In the regular course of criminal proceedings, which apply to 99.9999% of all cases, Trump would have the right to appeal to the DC Circuit, often described as the second-most-important court in the land, and then petition the Supreme Court.
But rather than allow normal procedures to run, Smith has filed a self-described “extraordinary request” urging the Supreme Court to bypass the appeals court and immediately review Trump’s immunity claim—a tactic unseen since the Nixon Watergate Tapes case, to which Smith compared Trump’s prosecution.
Smith’s petition seeks to embroil the justices in the Trump trials and double down on the politicization of their timing.

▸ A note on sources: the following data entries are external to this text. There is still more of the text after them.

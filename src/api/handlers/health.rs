//! Health check handler.

use crate::{AppState, types::HealthResponse};
use axum::{Json, extract::State};

/// Liveness probe reporting the configured model identities.
#[utoipa::path(
    get,
    path = "/api/health",
    responses((status = 200, description = "Server is up", body = HealthResponse)),
    tag = "health"
)]
pub async fn health(State(state): State<AppState>) -> Json<HealthResponse> {
    Json(HealthResponse {
        status: "ok".to_string(),
        llm_model: state.config.llm.active_model().to_string(),
        embedding_model: state.config.rag.embedding_model.clone(),
    })
}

There is no doubt the question at stake—did President Trump’s conduct after the election and culminating on Jan. 6 fall within the scope of his official powers or did it amount to a crime?—is of vital importance.
Should the Supreme Court decide this issue, which might normally take a year or two, the opinion would become one of the most important ever on the presidency and the Constitution’s separation of powers.
But the special counsel nowhere explains why this case should leapfrog the D.C. federal appeals court, which regularly resolves controversies over the executive branch, the separations of powers and even immunity.
The justices would benefit from a careful opinion from the lower appeals court, just as it does in virtually every case it hears.
Smith says it’s of “paramount” and “imperative” importance these matters be resolved quickly.
But he nowhere explains the need for speed.
Smith’s bull rush only makes sense as an effort to get to trial before the election.
Smith knows any appeal will delay the trial because all proceedings effectively halt during the pendency of this appeal, as Judge Chutkan recognized Wednesday when she granted Trump’s motion to suspend the trial.
If he can persuade the high court to pluck the case prematurely from the lower courts, it might issue a decision within two to three months (as the Watergate Tapes court did in 1974), start a trial by the early summer and reach a verdict smack in the middle (conveniently for Smith) of the presidential election.
But if the justices allow the Trump immunity issue to proceed normally, a verdict would be unlikely until after the November elections.
Prosecutors should not pursue cases that will directly affect federal elections, but that would be unavoidable if Smith has his way.
Trump remains the presumptive frontrunner for the Republican nomination and voting will start soon with the Iowa caucus in January.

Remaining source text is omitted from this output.